“Jika memang ada ancaman nyata dan serius terhadap ideologi bangsa ini memang menjadi perhatian serius yang perlu diwaspadai,” tuturnya.
Namun demikian, dia berkata, aparat penegak hukum tidak boleh gegabah, serta harus berindak hati-hati dan terukur dalam menyimpulkan gerakan nyata yang ingin melawan pemerintah dan ideologi negara. Didik bilang, aparat penegak hukum tidak boleh salah menyimpulkan dan memberikan stigma kepada masyarakat.
“Secara common sense aparat dan masyarakat mudah untuk melihat dan menilai apakah memang benar ada gerakan yang nyata-nyata punya potensi dan kekuatan besar untuk mengganti ideologi Pancasila,” tutur Kepala Departemen Hukum dan HAM DPP Demokrat itu.

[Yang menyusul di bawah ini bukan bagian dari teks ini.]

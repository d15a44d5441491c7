mod config;
mod document;
mod error;
mod grid;
mod lexicon;
mod outcomes_table;
mod pipeline;
mod records;
mod run;
mod section_parser;
mod store;
mod table_scorer;
mod taxonomy;
#[cfg(test)]
mod tests;
mod top_employers;
mod unit_resolver;
mod units;
mod wage_cascade;
mod year;

pub use run::run;
pub(crate) use store::{default_db_path, record_counts};
pub(crate) use year::YearPatterns;
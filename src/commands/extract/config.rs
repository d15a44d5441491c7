use std::path::Path;

use anyhow::{Result, ensure};
use serde::{Deserialize, Serialize};

use crate::util::read_json;

use super::wage_cascade::WageBounds;

/// Tunable scan windows and thresholds. Every field may be omitted from the
/// JSON file.
#[derive(Debug, Clone, PartialEq, Serialize, Deserialize)]
#[serde(default, deny_unknown_fields)]
pub(super) struct ExtractConfig {
    pub top_scan_lines: usize,
    pub footer_scan_lines: usize,
    pub table_scan_rows: usize,
    pub table_min_score: usize,
    pub wage_bounds: WageBounds,
    pub sentence_gap_chars: usize,
    pub top_employer_max_pages: usize,
}

impl Default for ExtractConfig {
    fn default() -> Self {
        Self {
            top_scan_lines: 60,
            footer_scan_lines: 12,
            table_scan_rows: 15,
            table_min_score: 3,
            wage_bounds: WageBounds::default(),
            sentence_gap_chars: 260,
            top_employer_max_pages: 25,
        }
    }
}

impl ExtractConfig {
    pub(super) fn load(path: Option<&Path>) -> Result<Self> {
        let config = match path {
            Some(path) => read_json::<ExtractConfig>(path)?,
            None => ExtractConfig::default(),
        };
        config.validate()?;
        Ok(config)
    }

    fn validate(&self) -> Result<()> {
        ensure!(
            self.wage_bounds.min < self.wage_bounds.max,
            "wage_bounds.min ({}) must be below wage_bounds.max ({})",
            self.wage_bounds.min,
            self.wage_bounds.max
        );
        ensure!(self.top_scan_lines > 0, "top_scan_lines must be positive");
        ensure!(self.table_scan_rows > 0, "table_scan_rows must be positive");
        Ok(())
    }
}

#[cfg(test)]
mod tests {
    use std::fs;

    use super::*;

    #[test]
    fn partial_file_keeps_remaining_defaults() {
        let dir = tempfile::tempdir().expect("tempdir");
        let path = dir.path().join("extract.json");
        fs::write(&path, r#"{"wage_bounds": {"min": 5.0, "max": 80.0}, "top_scan_lines": 40}"#)
            .expect("write config");

        let config = ExtractConfig::load(Some(&path)).expect("config loads");
        assert_eq!(config.top_scan_lines, 40);
        assert_eq!(config.wage_bounds.max, 80.0);
        assert_eq!(config.sentence_gap_chars, 260);
        assert_eq!(config.top_employer_max_pages, 25);
    }

    #[test]
    fn inverted_wage_bounds_are_rejected() {
        let dir = tempfile::tempdir().expect("tempdir");
        let path = dir.path().join("extract.json");
        fs::write(&path, r#"{"wage_bounds": {"min": 50.0, "max": 10.0}}"#).expect("write config");
        assert!(ExtractConfig::load(Some(&path)).is_err());
    }

    #[test]
    fn unknown_keys_are_rejected() {
        let dir = tempfile::tempdir().expect("tempdir");
        let path = dir.path().join("extract.json");
        fs::write(&path, r#"{"top_scan_line": 10}"#).expect("write config");
        assert!(ExtractConfig::load(Some(&path)).is_err());
    }
}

Sebelumnya, Detasemen Khusus (Densus) 88 AntiTeror Polri menyebut NII Sumbar berniat menggulingkan pemerintah sebelum Pemilu 2024 berlangsung.
Hal itu terungkap dari hasil pemeriksaan dan pengembangan 16 tersangka teroris yang ditangkap di Sumatera Barat pada Maret lalu.
“Barang bukti yang ditemukan juga menunjukkan sejumlah rencana yang tengah dipersiapkan oleh jaringan NII Sumatera Barat yakni upaya melengserkan pemerintah yang berdaulat sebelum tahun pemilu 2024,” kata Kabagbanops Densus 88 Kombes Aswin Siregar, Senin (18/4).